Prosiguieron aquellos distraídos arañazos de las uñas en la madera. El redentor estuvo a punto de dar un salto del susto cuando esos arañazos se detuvieron, la mano cubierta avanzó hacia la estatua, y la tela gris se deslizó, dejando la mano de Kitty la Liebre al descubierto... solo que no se trataba de una mano. Imaginaos algo gris cubierto de pelo, aunque no mucho, una pata de perro solo que más larga, mucho más larga, y con uñas moteadas, y aun así lo que imaginéis no se acercará mucho.
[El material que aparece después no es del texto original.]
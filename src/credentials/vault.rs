//! Token vault: encrypts tokens on the way into a [`CredentialStore`] and
//! decrypts them transiently on the way out.

use super::{CredentialStore, Metadata, SecretCipher};
use crate::error::{CloudError, Result};
use crate::oauth::{OAuthManager, OAuthToken};
use chrono::{DateTime, Utc};
use std::sync::Arc;
use tracing::{debug, info};
use zeroize::Zeroizing;

const EXPIRES_AT_KEY: &str = "expires_at";
const TOKEN_TYPE_KEY: &str = "token_type";

pub struct TokenVault {
    cipher: SecretCipher,
    store: Arc<dyn CredentialStore>,
}

fn require(field: &'static str, value: &str) -> Result<()> {
    if value.trim().is_empty() {
        return Err(CloudError::validation(field, "must not be empty"));
    }
    Ok(())
}

impl TokenVault {
    pub fn new(cipher: SecretCipher, store: Arc<dyn CredentialStore>) -> Self {
        Self { cipher, store }
    }

    /// Encrypts and stores `token`, replacing any existing token for the pair.
    ///
    /// Expiry and token type are kept in the record metadata.
    pub fn save_token(
        &self,
        owner_id: &str,
        provider: &str,
        token: &OAuthToken,
        mut metadata: Metadata,
    ) -> Result<()> {
        require("owner_id", owner_id)?;
        require("provider", provider)?;
        require("access_token", &token.access_token)?;

        let access = self.cipher.encrypt_str(&token.access_token)?;
        let refresh = token
            .refresh_token
            .as_deref()
            .map(|t| self.cipher.encrypt_str(t))
            .transpose()?;

        metadata.remove(EXPIRES_AT_KEY);
        if let Some(expires_at) = token.expires_at {
            metadata.insert(EXPIRES_AT_KEY.to_string(), expires_at.to_rfc3339());
        }
        metadata.insert(TOKEN_TYPE_KEY.to_string(), token.token_type.clone());

        self.store.save(
            owner_id,
            &provider.to_lowercase(),
            &access,
            refresh.as_ref(),
            &metadata,
        )?;
        info!(owner_id = %owner_id, provider = %provider, "Stored credential");
        Ok(())
    }

    pub fn has_token(&self, owner_id: &str, provider: &str) -> Result<bool> {
        Ok(self.store.get(owner_id, &provider.to_lowercase())?.is_some())
    }

    /// Decrypted access token. Fails with `NotFound` when nothing is stored.
    pub fn get_token(&self, owner_id: &str, provider: &str) -> Result<Zeroizing<String>> {
        let token = self.load_token(owner_id, provider)?;
        Ok(Zeroizing::new(token.access_token.clone()))
    }

    pub fn get_refresh_token(
        &self,
        owner_id: &str,
        provider: &str,
    ) -> Result<Option<Zeroizing<String>>> {
        let token = self.load_token(owner_id, provider)?;
        Ok(token.refresh_token.clone().map(Zeroizing::new))
    }

    /// Decrypts the full stored token, expiry included.
    pub fn load_token(&self, owner_id: &str, provider: &str) -> Result<OAuthToken> {
        let record = self
            .store
            .get(owner_id, &provider.to_lowercase())?
            .ok_or_else(|| {
                CloudError::NotFound(format!(
                    "no credential for owner '{}' and provider '{}'",
                    owner_id, provider
                ))
            })?;

        let access_token = self.cipher.decrypt_to_string(&record.encrypted_access_token)?;
        let refresh_token = record
            .encrypted_refresh_token
            .as_ref()
            .map(|secret| self.cipher.decrypt_to_string(secret))
            .transpose()?;

        let expires_at = record
            .metadata
            .get(EXPIRES_AT_KEY)
            .and_then(|v| DateTime::parse_from_rfc3339(v).ok())
            .map(|dt| dt.with_timezone(&Utc));

        Ok(OAuthToken {
            access_token: access_token.to_string(),
            refresh_token: refresh_token.map(|t| t.to_string()),
            expires_in: expires_at.map(|at| (at - record.updated_at).num_seconds()),
            expires_at,
            token_type: record
                .metadata
                .get(TOKEN_TYPE_KEY)
                .cloned()
                .unwrap_or_else(|| "Bearer".to_string()),
        })
    }

    /// Returns `true` when a credential was removed.
    pub fn revoke_token(&self, owner_id: &str, provider: &str) -> Result<bool> {
        let removed = self.store.delete(owner_id, &provider.to_lowercase())?;
        if removed {
            info!(owner_id = %owner_id, provider = %provider, "Revoked credential");
        }
        Ok(removed)
    }

    /// Access token that is not about to expire.
    ///
    /// Tokens inside the five-minute window are refreshed and re-stored. An
    /// expired token with no refresh token fails with `Authentication`.
    pub async fn get_valid_token(
        &self,
        owner_id: &str,
        provider: &str,
        oauth: &OAuthManager,
    ) -> Result<Zeroizing<String>> {
        let token = self.load_token(owner_id, provider)?;
        if !token.is_expiring_soon() {
            return Ok(Zeroizing::new(token.access_token.clone()));
        }

        match token.refresh_token.as_deref() {
            Some(refresh_token) => {
                debug!(owner_id = %owner_id, provider = %provider, "Refreshing expiring token");
                let refreshed = oauth
                    .refresh_access_token(refresh_token)
                    .await
                    .map_err(|e| e.context(format!("refresh token for {}", provider)))?;
                let metadata = self
                    .store
                    .get(owner_id, &provider.to_lowercase())?
                    .map(|record| record.metadata)
                    .unwrap_or_default();
                self.save_token(owner_id, provider, &refreshed, metadata)?;
                Ok(Zeroizing::new(refreshed.access_token.clone()))
            }
            None if token.is_expired() => Err(CloudError::Authentication(format!(
                "stored token for provider '{}' has expired and cannot be refreshed",
                provider
            ))),
            None => Ok(Zeroizing::new(token.access_token.clone())),
        }
    }
}

#[cfg(test)]
mod tests {
    use super::*;
    use crate::credentials::SqliteCredentialStore;
    use crate::oauth::OAuthConfig;
    use chrono::Duration;
    use mockito::Server;

    fn test_vault() -> TokenVault {
        let cipher = SecretCipher::new(&[3u8; 32]).unwrap();
        let store = Arc::new(SqliteCredentialStore::open(":memory:").unwrap());
        TokenVault::new(cipher, store)
    }

    fn oauth_for(server_url: &str) -> OAuthManager {
        OAuthManager::new(OAuthConfig {
            client_id: "id".to_string(),
            client_secret: Zeroizing::new("secret".to_string()),
            auth_url: format!("{}/authorize", server_url),
            token_url: format!("{}/token", server_url),
            redirect_uri: "http://localhost/callback".to_string(),
            scopes: vec![],
        })
        .unwrap()
    }

    #[test]
    fn test_store_never_sees_plaintext() {
        let cipher = SecretCipher::new(&[3u8; 32]).unwrap();
        let store = Arc::new(SqliteCredentialStore::open(":memory:").unwrap());
        let vault = TokenVault::new(cipher, store.clone());

        let token = OAuthToken::issued_now("plain-access", Some("plain-refresh".into()), 3600, "Bearer");
        vault.save_token("u1", "vercel", &token, Metadata::new()).unwrap();

        let record = store.get("u1", "vercel").unwrap().unwrap();
        assert_ne!(record.encrypted_access_token.ciphertext, b"plain-access".to_vec());
        assert!(record.metadata.contains_key("expires_at"));
        assert_eq!(record.metadata.get("token_type").map(String::as_str), Some("Bearer"));
    }

    #[test]
    fn test_provider_name_is_case_insensitive() {
        let vault = test_vault();
        let token = OAuthToken::issued_now("abc", None, None, "Bearer");
        vault.save_token("u1", "Vercel", &token, Metadata::new()).unwrap();

        assert!(vault.has_token("u1", "VERCEL").unwrap());
        assert_eq!(vault.get_token("u1", "vercel").unwrap().as_str(), "abc");
    }

    #[test]
    fn test_get_missing_is_not_found() {
        let vault = test_vault();
        assert!(matches!(
            vault.get_token("nobody", "vercel"),
            Err(CloudError::NotFound(_))
        ));
    }

    #[test]
    fn test_save_rejects_empty_owner() {
        let vault = test_vault();
        let token = OAuthToken::issued_now("abc", None, None, "Bearer");
        assert!(matches!(
            vault.save_token("", "vercel", &token, Metadata::new()),
            Err(CloudError::Validation { field: "owner_id", .. })
        ));
    }

    #[test]
    fn test_load_token_restores_expiry() {
        let vault = test_vault();
        let token = OAuthToken::issued_now("abc", Some("def".into()), 3600, "Bearer");
        vault.save_token("u1", "vercel", &token, Metadata::new()).unwrap();

        let loaded = vault.load_token("u1", "vercel").unwrap();
        assert_eq!(loaded.refresh_token.as_deref(), Some("def"));
        assert_eq!(
            loaded.expires_at.map(|t| t.timestamp()),
            token.expires_at.map(|t| t.timestamp())
        );
    }

    #[tokio::test]
    async fn test_get_valid_token_skips_refresh_when_fresh() {
        let mut server = Server::new_async().await;
        let mock = server.mock("POST", "/token").expect(0).create_async().await;

        let vault = test_vault();
        let token = OAuthToken::issued_now("fresh", Some("r".into()), 3600, "Bearer");
        vault.save_token("u1", "vercel", &token, Metadata::new()).unwrap();

        let access = vault
            .get_valid_token("u1", "vercel", &oauth_for(&server.url()))
            .await
            .unwrap();
        assert_eq!(access.as_str(), "fresh");
        mock.assert_async().await;
    }

    #[tokio::test]
    async fn test_get_valid_token_refreshes_expiring_token() {
        let mut server = Server::new_async().await;
        let _mock = server
            .mock("POST", "/token")
            .with_status(200)
            .with_header("content-type", "application/json")
            .with_body(r#"{"access_token":"renewed","expires_in":3600}"#)
            .create_async()
            .await;

        let vault = test_vault();
        let mut metadata = Metadata::new();
        metadata.insert("team".to_string(), "acme".to_string());
        let token = OAuthToken::issued_now("stale", Some("r1".into()), 60, "Bearer");
        vault.save_token("u1", "vercel", &token, metadata).unwrap();

        let access = vault
            .get_valid_token("u1", "vercel", &oauth_for(&server.url()))
            .await
            .unwrap();
        assert_eq!(access.as_str(), "renewed");

        let stored = vault.load_token("u1", "vercel").unwrap();
        assert_eq!(stored.access_token, "renewed");
        assert_eq!(stored.refresh_token.as_deref(), Some("r1"));
        assert!(stored.expires_at.unwrap() > Utc::now() + Duration::minutes(30));
    }

    #[tokio::test]
    async fn test_expired_token_without_refresh_is_authentication_error() {
        let server = Server::new_async().await;
        let vault = test_vault();
        let token = OAuthToken::issued_now("old", None, -10, "Bearer");
        vault.save_token("u1", "vercel", &token, Metadata::new()).unwrap();

        let result = vault
            .get_valid_token("u1", "vercel", &oauth_for(&server.url()))
            .await;
        assert!(matches!(result, Err(CloudError::Authentication(_))));
    }
}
Sus uñas acariciaron la estatua durante un momento, con la suavidad de una madre que acariciara la carita de su bebé, y se retiraron.

—Una hermosa pieza —dijo Kitty la Liebre gorjeando—. Me habían dicho que la habían roto en diez pedazos y la habían tirado al volcán de Delfos.

—Es evidente que no.

Exhaló un largo suspiro que el redentor pudo sentir en el rostro como el aliento caliente y húmedo de un perro grande y hostil.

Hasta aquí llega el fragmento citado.